Ta-Nehisi Coates’ first take on Obama’s impromptu speech after the Trayvon Martin verdict still seems on point: “No president has ever done this before. It does not matter that the competition is limited. The impact of the highest official in the country directly feeling your pain, because it is his pain, is real. And it is happening now. And it is significant.” But Coates’ clarity about wha’ppen is already at risk given news cycle mindlessness.

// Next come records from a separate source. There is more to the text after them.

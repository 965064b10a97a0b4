use std::sync::Arc;
use std::sync::atomic::{AtomicBool, Ordering};
use std::sync::mpsc::{self, Receiver, RecvTimeoutError};
use std::thread;
use std::time::Duration;

use tracing::{debug, warn};

use crate::error::ExportError;
use crate::export::{ExportArtifact, ExportRequest, export};
use crate::render::RenderFrame;

/// Export running on a worker thread against a frame snapshot.
///
/// The snapshot is shared, never copied back: the owning surface may repaint
/// while the job runs. Dropping the handle detaches the worker; its result is
/// discarded.
#[derive(Debug)]
pub struct ExportJob {
    receiver: Receiver<Result<ExportArtifact, ExportError>>,
    cancelled: Arc<AtomicBool>,
    finished: Option<Result<ExportArtifact, ExportError>>,
}

impl ExportJob {
    #[must_use]
    pub fn spawn(snapshot: Arc<RenderFrame>, request: ExportRequest) -> Self {
        let (sender, receiver) = mpsc::channel();
        let cancelled = Arc::new(AtomicBool::new(false));
        let flag = Arc::clone(&cancelled);
        thread::spawn(move || {
            let outcome = if flag.load(Ordering::Acquire) {
                Err(ExportError::Cancelled)
            } else {
                export(&snapshot, &request)
            };
            let outcome = if flag.load(Ordering::Acquire) {
                Err(ExportError::Cancelled)
            } else {
                outcome
            };
            // The handle may already be gone.
            if sender.send(outcome).is_err() {
                debug!(filename = %request.filename, "export result dropped, job detached");
            }
        });
        Self {
            receiver,
            cancelled,
            finished: None,
        }
    }

    /// Requests cancellation; a result produced afterwards is discarded.
    pub fn cancel(&self) {
        self.cancelled.store(true, Ordering::Release);
    }

    #[must_use]
    pub fn is_cancelled(&self) -> bool {
        self.cancelled.load(Ordering::Acquire)
    }

    /// Non-blocking check for a finished result.
    pub fn is_finished(&mut self) -> bool {
        if self.finished.is_none() {
            if let Ok(result) = self.receiver.try_recv() {
                self.finished = Some(result);
            }
        }
        self.finished.is_some()
    }

    /// Waits up to `timeout` for the artifact.
    ///
    /// On timeout the job is cancelled and `ExportError::TimedOut` returned.
    pub fn wait_timeout(mut self, timeout: Duration) -> Result<ExportArtifact, ExportError> {
        if self.is_cancelled() {
            return Err(ExportError::Cancelled);
        }
        let result = match self.finished.take() {
            Some(result) => result,
            None => match self.receiver.recv_timeout(timeout) {
                Ok(result) => result,
                Err(RecvTimeoutError::Timeout) => {
                    self.cancel();
                    warn!(?timeout, "export timed out");
                    return Err(ExportError::TimedOut(timeout));
                }
                Err(RecvTimeoutError::Disconnected) => {
                    return Err(ExportError::Capture("export worker stopped unexpectedly".to_owned()));
                }
            },
        };
        if self.is_cancelled() {
            return Err(ExportError::Cancelled);
        }
        result
    }

    /// Blocks until the worker finishes.
    pub fn wait(self) -> Result<ExportArtifact, ExportError> {
        self.wait_timeout(Duration::MAX)
    }
}

#[cfg(test)]
mod tests {
    use std::sync::Arc;
    use std::sync::atomic::{AtomicBool, Ordering};
    use std::sync::mpsc;
    use std::time::Duration;

    use super::ExportJob;
    use crate::core::Viewport;
    use crate::error::ExportError;
    use crate::export::{ExportFormat, ExportRequest};
    use crate::render::{CanvasLayerKind, Color, RectPrimitive, RenderFrame};

    fn snapshot() -> Arc<RenderFrame> {
        let mut frame = RenderFrame::new(Viewport::new(40, 40));
        frame.push_rect(
            CanvasLayerKind::Series,
            RectPrimitive::new(1.0, 1.0, 5.0, 5.0, Color::rgb(0.0, 0.0, 1.0)),
        );
        Arc::new(frame)
    }

    #[test]
    fn job_delivers_artifact() {
        let job = ExportJob::spawn(snapshot(), ExportRequest::new(ExportFormat::Svg, "a.svg"));
        let artifact = job.wait_timeout(Duration::from_secs(10)).expect("artifact");
        assert_eq!(artifact.filename, "a.svg");
        assert!(!artifact.is_empty());
    }

    #[test]
    fn slow_job_times_out_and_is_cancelled() {
        let (sender, receiver) = mpsc::channel();
        let job = ExportJob {
            receiver,
            cancelled: Arc::new(AtomicBool::new(false)),
            finished: None,
        };
        let flag = Arc::clone(&job.cancelled);
        assert!(matches!(
            job.wait_timeout(Duration::from_millis(10)),
            Err(ExportError::TimedOut(_))
        ));
        assert!(flag.load(Ordering::Acquire));
        drop(sender);
    }

    #[test]
    fn cancelled_job_reports_cancelled() {
        let job = ExportJob::spawn(snapshot(), ExportRequest::new(ExportFormat::Svg, "a.svg"));
        job.cancel();
        assert!(matches!(
            job.wait_timeout(Duration::from_secs(10)),
            Err(ExportError::Cancelled)
        ));
    }
}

Though it’s not just spin that whips Americans beyond Obama-on-Trayvon. As a modern commentator on Burke had it recently: “Whatever the speed of the news, the speed of understanding never seems to change, perhaps because understanding is shaped not by our ability to get the news but by our ability to digest it.” That ability, in turn, depends on a sense of the past (per the President’s words) “that doesn’t go away.” Or to borrow a line from an anonymous friend of a Firster: “If you don’t know any history, you don’t know anything at all.” The following addendum to Obama’s (and Coates’) gutsy attempts to digest news from Florida (and D.C.) was sparked by an anecdote of Thurgood Marshall’s from back in the day:

Franklin Delano Roosevelt…was less than enthralled by his wife’s alliance with the NAACP, and the White House attempted to maintain a distance between the president and Eleanor’s activism on behalf of blacks. [Thurgood] Marshall himself had felt the president’s chill when Attorney General Francis Biddle phoned FDR to discuss the NAACP’s involvement in a race case in Virginia. At Biddle’s instruction, Marshall picked up an extension phone to listen in, only to hear FDR exclaim, “I warned you not call me again about any of Eleanor’s niggers. Call me one more time and you are fired.” Marshall later recalled, “The President only said ‘nigger’ once, but once was enough for me.”

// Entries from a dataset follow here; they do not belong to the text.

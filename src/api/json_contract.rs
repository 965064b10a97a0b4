use serde::{Deserialize, Serialize};

use crate::config::ChartConfiguration;
use crate::core::DataRow;
use crate::error::{ChartError, ChartResult};

pub const RENDER_REQUEST_JSON_SCHEMA_V1: u32 = 1;

/// Configuration plus rows, the unit a host hands over per render.
#[derive(Debug, Clone, PartialEq, Serialize, Deserialize)]
pub struct RenderRequest {
    pub config: ChartConfiguration,
    #[serde(default)]
    pub rows: Vec<DataRow>,
}

#[derive(Debug, Clone, PartialEq, Serialize, Deserialize)]
#[serde(rename_all = "camelCase")]
pub struct RenderRequestJsonContractV1 {
    pub schema_version: u32,
    pub config: ChartConfiguration,
    #[serde(default)]
    pub rows: Vec<DataRow>,
}

pub fn parse_configuration(input: &str) -> ChartResult<ChartConfiguration> {
    serde_json::from_str(input)
        .map_err(|e| ChartError::InvalidConfig(format!("failed to parse chart configuration: {e}")))
}

pub fn parse_rows(input: &str) -> ChartResult<Vec<DataRow>> {
    serde_json::from_str(input)
        .map_err(|e| ChartError::InvalidData(format!("failed to parse data rows: {e}")))
}

impl RenderRequest {
    #[must_use]
    pub fn new(config: ChartConfiguration, rows: Vec<DataRow>) -> Self {
        Self { config, rows }
    }

    pub fn to_json_contract_v1_pretty(&self) -> ChartResult<String> {
        let payload = RenderRequestJsonContractV1 {
            schema_version: RENDER_REQUEST_JSON_SCHEMA_V1,
            config: self.config.clone(),
            rows: self.rows.clone(),
        };
        serde_json::to_string_pretty(&payload).map_err(|e| {
            ChartError::InvalidData(format!("failed to serialize render request contract v1: {e}"))
        })
    }

    /// Accepts the bare `{config, rows}` form or the versioned contract.
    pub fn from_json_compat_str(input: &str) -> ChartResult<Self> {
        let value: serde_json::Value = serde_json::from_str(input).map_err(|e| {
            ChartError::InvalidData(format!("failed to parse render request json: {e}"))
        })?;
        if value.get("schemaVersion").is_none() {
            return serde_json::from_value(value).map_err(|e| {
                ChartError::InvalidData(format!("failed to parse render request payload: {e}"))
            });
        }
        let payload: RenderRequestJsonContractV1 = serde_json::from_value(value).map_err(|e| {
            ChartError::InvalidData(format!("failed to parse render request contract: {e}"))
        })?;
        if payload.schema_version != RENDER_REQUEST_JSON_SCHEMA_V1 {
            return Err(ChartError::InvalidData(format!(
                "unsupported render request schema version: {}",
                payload.schema_version
            )));
        }
        Ok(Self {
            config: payload.config,
            rows: payload.rows,
        })
    }
}

#[cfg(test)]
mod tests {
    use super::{RenderRequest, parse_configuration, parse_rows};
    use crate::config::ChartType;

    #[test]
    fn configuration_uses_host_field_names() {
        let config = parse_configuration(
            r#"{"type":"BOX_PLOT","xAxis":{"field":"group"},"series":[{"field":"v"}],"showOutliers":false}"#,
        )
        .expect("config");
        assert_eq!(config.chart_type, ChartType::BoxPlot);
        assert_eq!(config.x_field(), Some("group"));
        assert!(!config.show_outliers);
        assert!(config.show_mean);
    }

    #[test]
    fn rows_must_be_an_array() {
        assert_eq!(parse_rows(r#"[{"a":1},{"a":"x"}]"#).expect("rows").len(), 2);
        assert!(parse_rows(r#"{"a":1}"#).is_err());
    }

    #[test]
    fn versioned_and_bare_requests_parse_alike() {
        let bare = r#"{"config":{"type":"PIE","categoryField":"k","valueField":"v"},"rows":[{"k":"a","v":1}]}"#;
        let request = RenderRequest::from_json_compat_str(bare).expect("bare");
        let versioned = request.to_json_contract_v1_pretty().expect("serialize");
        assert!(versioned.contains("\"schemaVersion\": 1"));
        assert_eq!(RenderRequest::from_json_compat_str(&versioned).expect("versioned"), request);

        let future = versioned.replace("\"schemaVersion\": 1", "\"schemaVersion\": 9");
        assert!(RenderRequest::from_json_compat_str(&future).is_err());
    }
}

Marshall’s tale hints at how Obama’s presence represents a kind of progress that goes right by many white progressives. It drives home the singularity of Obama’s historic attempt to speak for Afro-Americans as he evoked from within the pain felt by the black nation in the wake of the Martin verdict.

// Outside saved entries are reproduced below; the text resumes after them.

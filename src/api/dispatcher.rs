use serde::{Deserialize, Serialize};
use tracing::{debug, info, warn};

use crate::api::bindings::check_bindings;
use crate::config::ChartConfiguration;
use crate::core::DataRow;
use crate::layout::{LayoutContext, LayoutResult, compute_layout};

/// Empty-state text shown by hosts.
pub const NO_DATA_MESSAGE: &str = "No data available";

/// Result of one render call.
///
/// None of these are errors across the render boundary: every variant carries
/// enough to show an inline message.
#[derive(Debug, Clone, PartialEq, Serialize, Deserialize)]
pub enum RenderOutcome {
    Rendered(Box<LayoutResult>),
    ConfigError(String),
    EmptyData,
    UnsupportedType(String),
}

impl RenderOutcome {
    /// Human-readable text that tells the four outcomes apart.
    #[must_use]
    pub fn message(&self) -> String {
        match self {
            Self::Rendered(layout) => format!("Rendered {} chart", layout.chart_type),
            Self::ConfigError(reason) => format!("Configuration error: {reason}"),
            Self::EmptyData => NO_DATA_MESSAGE.to_owned(),
            Self::UnsupportedType(tag) => format!("Unsupported chart type: {tag}"),
        }
    }

    #[must_use]
    pub fn is_rendered(&self) -> bool {
        matches!(self, Self::Rendered(_))
    }

    #[must_use]
    pub fn layout(&self) -> Option<&LayoutResult> {
        match self {
            Self::Rendered(layout) => Some(layout),
            _ => None,
        }
    }

    #[must_use]
    pub fn into_layout(self) -> Option<LayoutResult> {
        match self {
            Self::Rendered(layout) => Some(*layout),
            _ => None,
        }
    }
}

/// Renders with the current clock and default tuning.
#[must_use]
pub fn render(config: &ChartConfiguration, rows: &[DataRow]) -> RenderOutcome {
    render_with(config, rows, &LayoutContext::default())
}

/// Guards in order: empty data, unsupported type, missing bindings; then layout.
///
/// Empty data is reported before a binding problem so "no data yet" and
/// "misconfigured" stay distinguishable.
#[must_use]
pub fn render_with(
    config: &ChartConfiguration,
    rows: &[DataRow],
    context: &LayoutContext,
) -> RenderOutcome {
    if rows.is_empty() {
        debug!(chart_type = %config.chart_type, "render skipped: no rows");
        return RenderOutcome::EmptyData;
    }
    let Some(family) = config.chart_type.family() else {
        warn!(chart_type = %config.chart_type, "unsupported chart type");
        return RenderOutcome::UnsupportedType(config.chart_type.tag().to_owned());
    };
    if let Err(reason) = check_bindings(family, config, rows) {
        warn!(%reason, "chart configuration is missing bindings");
        return RenderOutcome::ConfigError(reason);
    }
    match compute_layout(config, rows, context) {
        Ok(layout) => {
            info!(
                chart_type = %config.chart_type,
                rows = rows.len(),
                primitives = layout.frame.counts().total(),
                "chart rendered"
            );
            RenderOutcome::Rendered(Box::new(layout))
        }
        Err(err) => {
            warn!(error = %err, "layout rejected configuration");
            RenderOutcome::ConfigError(err.to_string())
        }
    }
}

#[cfg(test)]
mod tests {
    use super::{RenderOutcome, render};
    use crate::config::{AxisConfig, ChartConfiguration, ChartType, SeriesConfig};
    use crate::core::DataRow;

    #[test]
    fn empty_data_wins_over_missing_bindings() {
        let config = ChartConfiguration::new(ChartType::Bar);
        assert_eq!(render(&config, &[]), RenderOutcome::EmptyData);
    }

    #[test]
    fn unsupported_wins_over_missing_bindings() {
        let config = ChartConfiguration::new(ChartType::parse("RADAR"));
        let rows = vec![DataRow::new().with("a", 1.0)];
        assert_eq!(
            render(&config, &rows),
            RenderOutcome::UnsupportedType("RADAR".to_owned())
        );
    }

    #[test]
    fn incomplete_configuration_is_a_config_error() {
        let config = ChartConfiguration::new(ChartType::Column).with_x_axis(AxisConfig::new("m"));
        let rows = vec![DataRow::new().with("m", "jan").with("v", 1.0)];
        let outcome = render(&config, &rows);
        assert!(matches!(outcome, RenderOutcome::ConfigError(_)));
        assert!(outcome.message().starts_with("Configuration error"));

        let config = config.with_series(SeriesConfig::new("v"));
        assert!(render(&config, &rows).is_rendered());
    }
}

Obama not only kept faith with his base, he tightened his connection with them by amping up his original familial formulation (which had caused Foxy types to freak a year ago): “You know, when Trayvon Martin was first shot, I said that this could have been my son. Another way of saying that is Trayvon Martin could have been me 35 years ago.” Obama then went on to prove black solidarity was a prerequisite for any morally complex (and comprehensive) response to the case. Obama didn’t talk long but he didn’t slip any issue. Unphased by right-wing talking points, he allowed that Trayvon was more likely “statistically” to have been “shot by a peer.” But he shared Afro-Americans’ feeling for the history behind “black-on-black” violence:

We understand that some of the violence that takes place in poor black neighborhoods around the country is born out of a very violent past in this country, and that the poverty and dysfunction that we see in those communities can be traced to a very difficult history. And the fact that sometimes that’s unacknowledged adds to the frustration.

Obama’s high form of identity politics should have a lasting resonance. I’m reminded a Nuyorican friend of mine (who once mused he’d been called “nigger” more often than “spic”) thought the president’s first official written response to George Zimmerman’s acquittal was a non-starter, but he was willing to give Obama time to take in the verdict: “I trust this man.” That trust was vindicated when Obama got real live, daring to wing his way (with his better angels?) through Afro-American movements of mind.

Of course there are non-believers out there. And they’re on the left as well as right. Take the white liberal Huffington Poster who traduced Obama’s comments. According to this critic, the heavy takeaway from the speech was a Clintonian concession: “Obama rejects the possibility of ‘some grand, new federal program.’” What Obama actually said was: “You know, I’m not naive about the prospects of a brand-new federal program.” He wasn’t buying into G.O.P. contempt for Big Government. (After all this president has sought to revive National Greatness Liberalism.) He was facing reality. Given the make-up of the Congress, his legislative options are limited.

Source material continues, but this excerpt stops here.